I did a private survey of several different types of air filters to measure the pressure-drop across the various filters using a sensitive inclined-tube manometer and a constant air suction through the filters. This test was intended to indicate which type and condition of filter offered the least resistance to air flow into the carburetor and therefore the engine. There was no attempt made to evaluate the filters ability to keep dust and dirt out of the engine as this was assumed to be satisfactory.

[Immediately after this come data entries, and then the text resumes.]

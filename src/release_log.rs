//! Append-only narration of a release train run
//!
//! The log is written for humans reading the CI job summary. It never feeds back into
//! any decision.

use crate::error::Result;
use std::cell::RefCell;
use std::fs::{File, OpenOptions};
use std::io::Write;
use std::path::{Path, PathBuf};

/// Sink for release log lines
pub trait ReleaseLog {
    fn append_line(&self, line: &str) -> Result<()>;
}

/// Release log stored in a file, truncated once per invocation
#[derive(Debug)]
pub struct FileReleaseLog {
    path: PathBuf,
}

impl FileReleaseLog {
    /// Create (or truncate) the log file at `path`
    pub fn create<P: AsRef<Path>>(path: P) -> Result<Self> {
        let path = path.as_ref().to_path_buf();
        File::create(&path)?;
        Ok(FileReleaseLog { path })
    }

    pub fn path(&self) -> &Path {
        &self.path
    }
}

impl ReleaseLog for FileReleaseLog {
    fn append_line(&self, line: &str) -> Result<()> {
        let mut file = OpenOptions::new().append(true).open(&self.path)?;
        writeln!(file, "{}", line)?;
        Ok(())
    }
}

/// Release log kept in memory, used for dry runs and tests
#[derive(Debug, Default)]
pub struct MemoryReleaseLog {
    lines: RefCell<Vec<String>>,
}

impl MemoryReleaseLog {
    pub fn new() -> Self {
        Self::default()
    }

    pub fn lines(&self) -> Vec<String> {
        self.lines.borrow().clone()
    }
}

impl ReleaseLog for MemoryReleaseLog {
    fn append_line(&self, line: &str) -> Result<()> {
        self.lines.borrow_mut().push(line.to_string());
        Ok(())
    }
}
//! Domain logic - naming rules of the release train, independent of any host or git operations

pub mod action;
pub mod branch;
pub mod tag;
pub mod version;

pub use action::ReleaseAction;
pub use branch::ReleaseBranch;
pub use tag::VersionTag;
pub use version::{BumpKind, Version};
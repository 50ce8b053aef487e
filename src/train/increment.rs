use crate::domain::{BumpKind, ReleaseBranch, Version, VersionTag};
use crate::error::{ReleaseError, Result};

/// Tag and branch that open a new version of the train
#[derive(Debug, Clone, PartialEq, Eq)]
pub struct NextRelease {
    pub tag: VersionTag,
    pub branch: ReleaseBranch,
}

impl NextRelease {
    fn first_candidate(release_name: &str, version: Version) -> Self {
        let tag = VersionTag::first_candidate(release_name, version);
        let branch = tag.branch();
        NextRelease { tag, branch }
    }
}

/// Tag and branch of the very first release of a train: `v0.1.0-rc1`
pub fn bootstrap(release_name: &str) -> NextRelease {
    NextRelease::first_candidate(release_name, Version::initial())
}

/// Open the next major or minor version after `latest`
///
/// The new tag always starts at `-rc1` and the branch carries the same triple.
pub fn next_from_bump(
    latest: &VersionTag,
    kind: BumpKind,
    release_name: &str,
) -> Result<NextRelease> {
    let version = latest
        .version
        .bump(kind)
        .map_err(|_| ReleaseError::VersionOverflow(latest.render()))?;
    Ok(NextRelease::first_candidate(release_name, version))
}

/// Advance `latest` by exactly one release candidate
pub fn next_candidate(latest: &VersionTag) -> Result<VersionTag> {
    match latest.candidate {
        Some(candidate) => Ok(VersionTag {
            candidate: Some(
                candidate
                    .checked_add(1)
                    .ok_or_else(|| ReleaseError::VersionOverflow(latest.render()))?,
            ),
            ..latest.clone()
        }),
        None => Err(ReleaseError::NotAReleaseCandidate(latest.render())),
    }
}

/// Drop the `-rcN` suffix, turning a candidate into the shipped release tag
pub fn finalize(latest: &VersionTag) -> Result<VersionTag> {
    if !latest.is_candidate() {
        return Err(ReleaseError::NotAReleaseCandidate(latest.render()));
    }

    Ok(VersionTag {
        candidate: None,
        ..latest.clone()
    })
}
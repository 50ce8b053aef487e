//! Release train workflow orchestration
//!
//! Turns an action request into a [ReleasePlan] using read-only host queries, then executes
//! the plan against the injected collaborators. Splitting the two keeps `--dry-run` honest:
//! a dry run is exactly the plan, with nothing executed.

use std::fmt;

use tracing::info;

use crate::cherry_pick::{candidate_tag_message, AppliedCommit, CherryPickPlanner};
use crate::config::Config;
use crate::domain::{BumpKind, ReleaseAction, ReleaseBranch, VersionTag};
use crate::error::{ReleaseError, Result};
use crate::git::VcsWorktree;
use crate::host::{CommitRef, NewRelease, ReleaseRef, RepositoryClient, TagRef};
use crate::release_log::ReleaseLog;
use crate::train::{self, NextRelease};

pub const TRUNK_MERGE_MESSAGE: &str = "Merge changes from newly created tag to release branch";

/// Settings the controller needs from the configuration
#[derive(Debug, Clone, PartialEq, Eq)]
pub struct TrainSettings {
    pub release_name: String,
    pub trunk_branch: String,
    /// Body of the bootstrap release
    pub first_release_message: String,
}

impl From<&Config> for TrainSettings {
    fn from(config: &Config) -> Self {
        TrainSettings {
            release_name: config.release_name.trim().to_string(),
            trunk_branch: config.trunk_branch.clone(),
            first_release_message: config.messages.first_release.clone(),
        }
    }
}

/// A validated action and its parameters
#[derive(Debug, Clone, PartialEq, Eq)]
pub enum ActionRequest {
    Create(BumpKind),
    /// Advance the candidate; an empty list tags the trunk tip instead of cherry-picking
    Update { commits: Vec<String> },
    Finalize,
    Hotfix,
}

impl ActionRequest {
    /// Validate raw CI inputs
    ///
    /// `release_version` is only consulted for create, `commits` only for update.
    pub fn from_inputs(
        action: &str,
        release_version: Option<&str>,
        commits: Option<&str>,
    ) -> Result<Self> {
        match action.parse::<ReleaseAction>()? {
            ReleaseAction::Create => Ok(ActionRequest::Create(
                release_version.unwrap_or_default().parse()?,
            )),
            ReleaseAction::Update => Ok(ActionRequest::Update {
                commits: parse_commit_list(commits.unwrap_or_default()),
            }),
            ReleaseAction::Finalize => Ok(ActionRequest::Finalize),
            ReleaseAction::Hotfix => Ok(ActionRequest::Hotfix),
        }
    }

    pub fn action(&self) -> ReleaseAction {
        match self {
            ActionRequest::Create(_) => ReleaseAction::Create,
            ActionRequest::Update { .. } => ReleaseAction::Update,
            ActionRequest::Finalize => ReleaseAction::Finalize,
            ActionRequest::Hotfix => ReleaseAction::Hotfix,
        }
    }
}

/// Split a comma separated list of commit hashes, dropping blanks
pub fn parse_commit_list(raw: &str) -> Vec<String> {
    raw.split(',')
        .map(str::trim)
        .filter(|hash| !hash.is_empty())
        .map(String::from)
        .collect()
}

/// Where the commits of a new candidate come from
#[derive(Debug, Clone, PartialEq, Eq)]
pub enum CandidateSource {
    /// Tag the trunk tip and merge it into the release branch
    Trunk(CommitRef),
    /// Fold these commits into the release branch
    CherryPick(Vec<String>),
}

/// Everything an action will do, computed without mutating anything
#[derive(Debug, Clone, PartialEq, Eq)]
pub enum ReleasePlan {
    Bootstrap {
        next: NextRelease,
        trunk_tip: CommitRef,
    },
    Create {
        previous: VersionTag,
        next: NextRelease,
        trunk_tip: CommitRef,
    },
    Update {
        previous: VersionTag,
        tag: VersionTag,
        release_branch: ReleaseBranch,
        source: CandidateSource,
    },
    Finalize {
        candidate: VersionTag,
        release: VersionTag,
        target: CommitRef,
    },
    Hotfix,
}

impl fmt::Display for ReleasePlan {
    fn fmt(&self, f: &mut fmt::Formatter<'_>) -> fmt::Result {
        match self {
            ReleasePlan::Bootstrap { next, trunk_tip } => {
                writeln!(f, "First release of the train")?;
                writeln!(f, "  create branch {} at {}", next.branch, trunk_tip)?;
                write!(f, "  publish release {}", next.tag)
            }
            ReleasePlan::Create {
                previous,
                next,
                trunk_tip,
            } => {
                writeln!(f, "New version after {}", previous)?;
                writeln!(f, "  create branch {} at {}", next.branch, trunk_tip)?;
                write!(f, "  publish release {}", next.tag)
            }
            ReleasePlan::Update {
                previous,
                tag,
                release_branch,
                source,
            } => {
                writeln!(f, "Next candidate after {}", previous)?;
                match source {
                    CandidateSource::Trunk(tip) => {
                        writeln!(f, "  tag {} at trunk tip {}", tag, tip)?;
                    }
                    CandidateSource::CherryPick(commits) => {
                        writeln!(f, "  cherry-pick {}", commits.join(", "))?;
                        writeln!(f, "  tag {} on the cherry-picked commits", tag)?;
                    }
                }
                write!(f, "  merge {} into {}", tag, release_branch)
            }
            ReleasePlan::Finalize {
                candidate,
                release,
                target,
            } => {
                writeln!(f, "Finalize {}", candidate)?;
                write!(f, "  publish release {} at {}", release, target)
            }
            ReleasePlan::Hotfix => write!(f, "Hotfix is reserved, nothing to do"),
        }
    }
}

/// What an executed action produced
#[derive(Debug, Clone, PartialEq, Eq)]
pub enum ActionOutcome {
    Released(ReleaseRef),
    Advanced {
        tag: TagRef,
        compare_url: String,
        applied: Vec<AppliedCommit>,
        merge_commit: Option<CommitRef>,
    },
    Skipped,
}

/// Runs the four release train actions against injected collaborators
pub struct ReleaseTrainController<'a> {
    client: &'a dyn RepositoryClient,
    worktree: &'a dyn VcsWorktree,
    log: &'a dyn ReleaseLog,
    settings: TrainSettings,
}

impl<'a> ReleaseTrainController<'a> {
    pub fn new(
        client: &'a dyn RepositoryClient,
        worktree: &'a dyn VcsWorktree,
        log: &'a dyn ReleaseLog,
        settings: TrainSettings,
    ) -> Self {
        ReleaseTrainController {
            client,
            worktree,
            log,
            settings,
        }
    }

    pub fn settings(&self) -> &TrainSettings {
        &self.settings
    }

    /// Record the start of an action in the release log
    pub fn start(&self, action: ReleaseAction) -> Result<()> {
        info!(%action, release = %self.settings.release_name, "starting release train");
        self.log.append_line(&format!(
            "🏁 Started release train using release action: {} 🏁",
            action
        ))
    }

    /// Start, plan and execute `request`
    pub fn run(&self, request: &ActionRequest) -> Result<ActionOutcome> {
        self.start(request.action())?;
        let plan = self.plan(request)?;
        self.execute(plan)
    }

    /// Work out what `request` would do; only reads from the host
    pub fn plan(&self, request: &ActionRequest) -> Result<ReleasePlan> {
        match request {
            ActionRequest::Create(kind) => self.plan_create(*kind),
            ActionRequest::Update { commits } => self.plan_update(commits),
            ActionRequest::Finalize => self.plan_finalize(),
            ActionRequest::Hotfix => Ok(ReleasePlan::Hotfix),
        }
    }

    fn name(&self) -> &str {
        &self.settings.release_name
    }

    fn trunk_tip(&self) -> Result<CommitRef> {
        self.client.get_branch_tip(&self.settings.trunk_branch)
    }

    /// Latest candidate of the train together with the tag it came from
    ///
    /// The latest version is chosen first, then the highest `-rcN` within it.
    fn latest_candidate(&self, tags: &[TagRef]) -> Option<(VersionTag, TagRef)> {
        let names = tags.iter().map(|t| t.name.as_str());
        let latest = train::find_latest_matching_tag(self.name(), names.clone())?;
        let candidate =
            train::find_latest_candidate_of(self.name(), latest.version, names).unwrap_or(latest);

        // Match on the parsed form, listed names may carry leading zeros like `-rc01`.
        tags.iter()
            .find(|t| VersionTag::parse(&t.name).map_or(false, |parsed| parsed == candidate))
            .map(|t| (candidate, t.clone()))
    }

    fn require_latest_candidate(&self, tags: &[TagRef]) -> Result<(VersionTag, TagRef)> {
        self.latest_candidate(tags)
            .ok_or_else(|| ReleaseError::NoReleaseTag {
                release_name: self.name().to_string(),
            })
    }

    fn plan_create(&self, kind: BumpKind) -> Result<ReleasePlan> {
        let tags = self.client.list_tags()?;
        let latest = train::find_latest_matching_tag(self.name(), tags.iter().map(|t| &t.name));
        let trunk_tip = self.trunk_tip()?;

        Ok(match latest {
            None => {
                info!(release = %self.name(), "no release candidate tags yet, bootstrapping");
                ReleasePlan::Bootstrap {
                    next: train::bootstrap(self.name()),
                    trunk_tip,
                }
            }
            Some(previous) => ReleasePlan::Create {
                next: train::next_from_bump(&previous, kind, self.name())?,
                previous,
                trunk_tip,
            },
        })
    }

    fn plan_update(&self, commits: &[String]) -> Result<ReleasePlan> {
        let tags = self.client.list_tags()?;
        let (previous, _) = self.require_latest_candidate(&tags)?;
        let tag = train::next_candidate(&previous)?;

        let branches = self.client.list_branches()?;
        let release_branch =
            train::find_latest_matching_branch(self.name(), branches.iter().map(|b| &b.name))?;

        let source = if commits.is_empty() {
            CandidateSource::Trunk(self.trunk_tip()?)
        } else {
            CandidateSource::CherryPick(commits.to_vec())
        };

        Ok(ReleasePlan::Update {
            previous,
            tag,
            release_branch,
            source,
        })
    }

    fn plan_finalize(&self) -> Result<ReleasePlan> {
        let tags = self.client.list_tags()?;
        let (candidate, tag_ref) = self.require_latest_candidate(&tags)?;
        let release = train::finalize(&candidate)?;

        Ok(ReleasePlan::Finalize {
            candidate,
            release,
            target: tag_ref.commit,
        })
    }

    /// Carry out a plan
    pub fn execute(&self, plan: ReleasePlan) -> Result<ActionOutcome> {
        match plan {
            ReleasePlan::Bootstrap { next, trunk_tip } => {
                self.open_version(&next, &trunk_tip, &self.settings.first_release_message)
            }
            ReleasePlan::Create {
                next, trunk_tip, ..
            } => self.open_version(&next, &trunk_tip, ""),
            ReleasePlan::Update {
                previous,
                tag,
                release_branch,
                source,
            } => self.advance(&previous, &tag, &release_branch, source),
            ReleasePlan::Finalize {
                release, target, ..
            } => {
                let published = self.client.create_release(&NewRelease {
                    tag: release.render(),
                    title: release.render(),
                    body: String::new(),
                    draft: false,
                    target: target.to_string(),
                    generate_notes: true,
                })?;
                self.log_release_notes(&published)?;
                Ok(ActionOutcome::Released(published))
            }
            ReleasePlan::Hotfix => {
                info!("hotfix action is reserved");
                self.log.append_line("🚧 Hotfix is reserved and not implemented yet 🚧")?;
                Ok(ActionOutcome::Skipped)
            }
        }
    }

    /// Cut the release branch from the trunk and publish the first candidate of a version
    fn open_version(
        &self,
        next: &NextRelease,
        trunk_tip: &CommitRef,
        body: &str,
    ) -> Result<ActionOutcome> {
        let branch = next.branch.name();
        self.client
            .create_branch(&branch, trunk_tip)
            .map_err(|e| match e {
                ReleaseError::RefExists(_) => e,
                other => ReleaseError::remote(format!(
                    "Failed to create new branch {}: {}",
                    branch, other
                )),
            })?;
        info!(%branch, commit = %trunk_tip, "created release branch");

        let published = self.client.create_release(&NewRelease {
            tag: next.tag.render(),
            title: next.tag.render(),
            body: body.to_string(),
            draft: false,
            target: branch,
            generate_notes: true,
        })?;
        self.log_release_notes(&published)?;
        Ok(ActionOutcome::Released(published))
    }

    fn advance(
        &self,
        previous: &VersionTag,
        tag: &VersionTag,
        release_branch: &ReleaseBranch,
        source: CandidateSource,
    ) -> Result<ActionOutcome> {
        let branch = release_branch.name();

        let (tag_ref, applied, merge_commit) = match source {
            CandidateSource::Trunk(tip) => {
                let tag_ref =
                    self.client
                        .create_tag(&tag.render(), &candidate_tag_message(tag), &tip)?;
                let merge_commit = self
                    .client
                    .merge(&branch, &tag_ref.commit, TRUNK_MERGE_MESSAGE)?;
                (tag_ref, Vec::new(), merge_commit)
            }
            CandidateSource::CherryPick(commits) => {
                let mut planner = CherryPickPlanner::new(self.client, self.worktree);
                let outcome = planner.run(&branch, tag, &commits)?;
                (outcome.tag, outcome.applied, outcome.merge_commit)
            }
        };
        info!(tag = %tag_ref.name, %branch, "advanced release candidate");

        let compare_url = format!(
            "{}/compare/{}...{}",
            self.client.html_url(),
            previous,
            tag
        );
        self.log
            .append_line(&format!("🔗 **Tag Comparison:** {}", compare_url))?;

        Ok(ActionOutcome::Advanced {
            tag: tag_ref,
            compare_url,
            applied,
            merge_commit,
        })
    }

    fn log_release_notes(&self, release: &ReleaseRef) -> Result<()> {
        info!(tag = %release.tag, url = %release.url, "published release");
        self.log.append_line(&format!(
            "📝 **Release Notes can be found here:** {}",
            release.url
        ))
    }
}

Clean K & N type filters won hands down among an the manufactured filters. Notice I said "clean." A mixture of dust and filter oil forms a clay-like mud on the surface of air filters and considerably reduces the amount of air which can flow through a filter without reducing the filters' ability to prevent dust, etc., from being inhaled into the engine. Manufacturers who claim that their filters work better the dirtier they get, are referring to the amount of dirt (or lack of it) which passes through a dirty filter and are not referring to the reduced volume of air which a dirty filter would cause. Only a light oil or oil mixed with Varsol should be used on filters which require oiling. A heavy oil on a foam filter literally plugs the holes in the fabric or foam and will considerably reduce air-flow. Quite a number of riders fit a protective foam "sock" over their K & N type filters to reduce the tendency of fine dust to mix with the filter oil and plug the filter pores. This is a good idea as long as the foam is cleaned and/or changed frequently, particularly as any addition filter material means less air reaching the engine. Only a thin, open type of foam should be used for such additional filter material. Filters made entirely of oiled foam will certainly prove effective in preventing dirt from reaching the engine but again, only light oil should be used and dense types of foam should be avoided.

Some fit a piece of "panty hose" over the filter and this also helps to keep the dust from mixing with the filter oil. Years ago, a piece of silk or nylon stocking was the only form of filter that was used on speedway engines.